Data provided:
//! Ephemeral copies of a template element
//!
//! Each on-trigger creates (or, per key, reuses) a copy of the template
//! subtree, registers it with the show in bell mode, and lets it play out.
//! Copies that are no longer active are destroyed on the spawner's update.

use alloc::collections::BTreeMap;
use alloc::string::String;
use alloc::vec::Vec;

use crate::arena::ElementHandle;
use crate::element::{Fanout, Key, TriggerState, Triggerable};
use crate::network::NetworkId;

#[derive(Debug, Clone)]
pub struct Spawner {
    name: String,
    template: ElementHandle,
    network: Option<NetworkId>,
    spawned: BTreeMap<u32, ElementHandle>,
    unique_per_key: bool,
    counter: u32,
}

impl Spawner {
    /// `template` must be in the show's arena but need not be registered
    pub fn new(name: impl Into<String>, template: ElementHandle) -> Self {
        Self {
            name: name.into(),
            template,
            network: None,
            spawned: BTreeMap::new(),
            unique_per_key: true,
            counter: 0,
        }
    }

    /// Network the copies' lights are added to
    #[must_use]
    pub fn with_network(mut self, network: NetworkId) -> Self {
        self.network = Some(network);
        self
    }

    /// When false, every trigger creates a fresh copy
    #[must_use]
    pub fn with_unique_per_key(mut self, unique_per_key: bool) -> Self {
        self.unique_per_key = unique_per_key;
        self
    }

    pub const fn template(&self) -> ElementHandle {
        self.template
    }

    pub const fn network(&self) -> Option<NetworkId> {
        self.network
    }

    pub const fn unique_per_key(&self) -> bool {
        self.unique_per_key
    }

    /// Live copies keyed by key code or spawn number
    pub fn spawned(&self) -> impl Iterator<Item = (u32, ElementHandle)> + '_ {
        self.spawned.iter().map(|(slot, handle)| (*slot, *handle))
    }

    pub fn spawned_count(&self) -> usize {
        self.spawned.len()
    }

    pub(crate) fn existing(&self, key: Option<Key>) -> Option<ElementHandle> {
        if !self.unique_per_key {
            return None;
        }
        key.and_then(|key| self.spawned.get(&u32::from(key.code)).copied())
    }

    pub(crate) fn record(&mut self, key: Option<Key>, handle: ElementHandle) {
        let slot = match key {
            Some(key) if self.unique_per_key => u32::from(key.code),
            _ => {
                // spawn numbers live above the key-code range
                let slot = u32::from(u16::MAX) + 1 + self.counter;
                self.counter = self.counter.wrapping_add(1);
                slot
            }
        };
        self.spawned.insert(slot, handle);
    }

    pub(crate) fn forget(&mut self, slot: u32) {
        self.spawned.remove(&slot);
    }

    pub(crate) fn drain_handles(&mut self) -> Vec<ElementHandle> {
        let handles = self.spawned.values().copied().collect();
        self.spawned.clear();
        handles
    }
}

impl Triggerable for Spawner {
    fn name(&self) -> &str {
        &self.name
    }

    fn trigger(&mut self, intensity: f64, key: Option<Key>) -> Fanout {
        if intensity > 0.0 {
            return Fanout::Spawn { key, intensity };
        }
        match key.and_then(|key| self.spawned.get(&u32::from(key.code))) {
            Some(target) => Fanout::Forward {
                target: *target,
                intensity: 0.0,
            },
            None => Fanout::None,
        }
    }

    fn trigger_state(&self) -> TriggerState {
        TriggerState::Idle
    }

    fn set_bell_mode(&mut self, _bell_mode: bool) {}
}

What this task involves: Each record needs to be given again exactly.

Problem solution:
//! Ephemeral copies of a template element
//!
//! Each on-trigger creates (or, per key, reuses) a copy of the template
//! subtree, registers it with the show in bell mode, and lets it play out.
//! Copies that are no longer active are destroyed on the spawner's update.

use alloc::collections::BTreeMap;
use alloc::string::String;
use alloc::vec::Vec;

use crate::arena::ElementHandle;
use crate::element::{Fanout, Key, TriggerState, Triggerable};
use crate::network::NetworkId;

#[derive(Debug, Clone)]
pub struct Spawner {
    name: String,
    template: ElementHandle,
    network: Option<NetworkId>,
    spawned: BTreeMap<u32, ElementHandle>,
    unique_per_key: bool,
    counter: u32,
}

impl Spawner {
    /// `template` must be in the show's arena but need not be registered
    pub fn new(name: impl Into<String>, template: ElementHandle) -> Self {
        Self {
            name: name.into(),
            template,
            network: None,
            spawned: BTreeMap::new(),
            unique_per_key: true,
            counter: 0,
        }
    }

    /// Network the copies' lights are added to
    #[must_use]
    pub fn with_network(mut self, network: NetworkId) -> Self {
        self.network = Some(network);
        self
    }

    /// When false, every trigger creates a fresh copy
    #[must_use]
    pub fn with_unique_per_key(mut self, unique_per_key: bool) -> Self {
        self.unique_per_key = unique_per_key;
        self
    }

    pub const fn template(&self) -> ElementHandle {
        self.template
    }

    pub const fn network(&self) -> Option<NetworkId> {
        self.network
    }

    pub const fn unique_per_key(&self) -> bool {
        self.unique_per_key
    }

    /// Live copies keyed by key code or spawn number
    pub fn spawned(&self) -> impl Iterator<Item = (u32, ElementHandle)> + '_ {
        self.spawned.iter().map(|(slot, handle)| (*slot, *handle))
    }

    pub fn spawned_count(&self) -> usize {
        self.spawned.len()
    }

    pub(crate) fn existing(&self, key: Option<Key>) -> Option<ElementHandle> {
        if !self.unique_per_key {
            return None;
        }
        key.and_then(|key| self.spawned.get(&u32::from(key.code)).copied())
    }

    pub(crate) fn record(&mut self, key: Option<Key>, handle: ElementHandle) {
        let slot = match key {
            Some(key) if self.unique_per_key => u32::from(key.code),
            _ => {
                // spawn numbers live above the key-code range
                let slot = u32::from(u16::MAX) + 1 + self.counter;
                self.counter = self.counter.wrapping_add(1);
                slot
            }
        };
        self.spawned.insert(slot, handle);
    }

    pub(crate) fn forget(&mut self, slot: u32) {
        self.spawned.remove(&slot);
    }

    pub(crate) fn drain_handles(&mut self) -> Vec<ElementHandle> {
        let handles = self.spawned.values().copied().collect();
        self.spawned.clear();
        handles
    }
}

impl Triggerable for Spawner {
    fn name(&self) -> &str {
        &self.name
    }

    fn trigger(&mut self, intensity: f64, key: Option<Key>) -> Fanout {
        if intensity > 0.0 {
            return Fanout::Spawn { key, intensity };
        }
        match key.and_then(|key| self.spawned.get(&u32::from(key.code))) {
            Some(target) => Fanout::Forward {
                target: *target,
                intensity: 0.0,
            },
            None => Fanout::None,
        }
    }

    fn trigger_state(&self) -> TriggerState {
        TriggerState::Idle
    }

    fn set_bell_mode(&mut self, _bell_mode: bool) {}
}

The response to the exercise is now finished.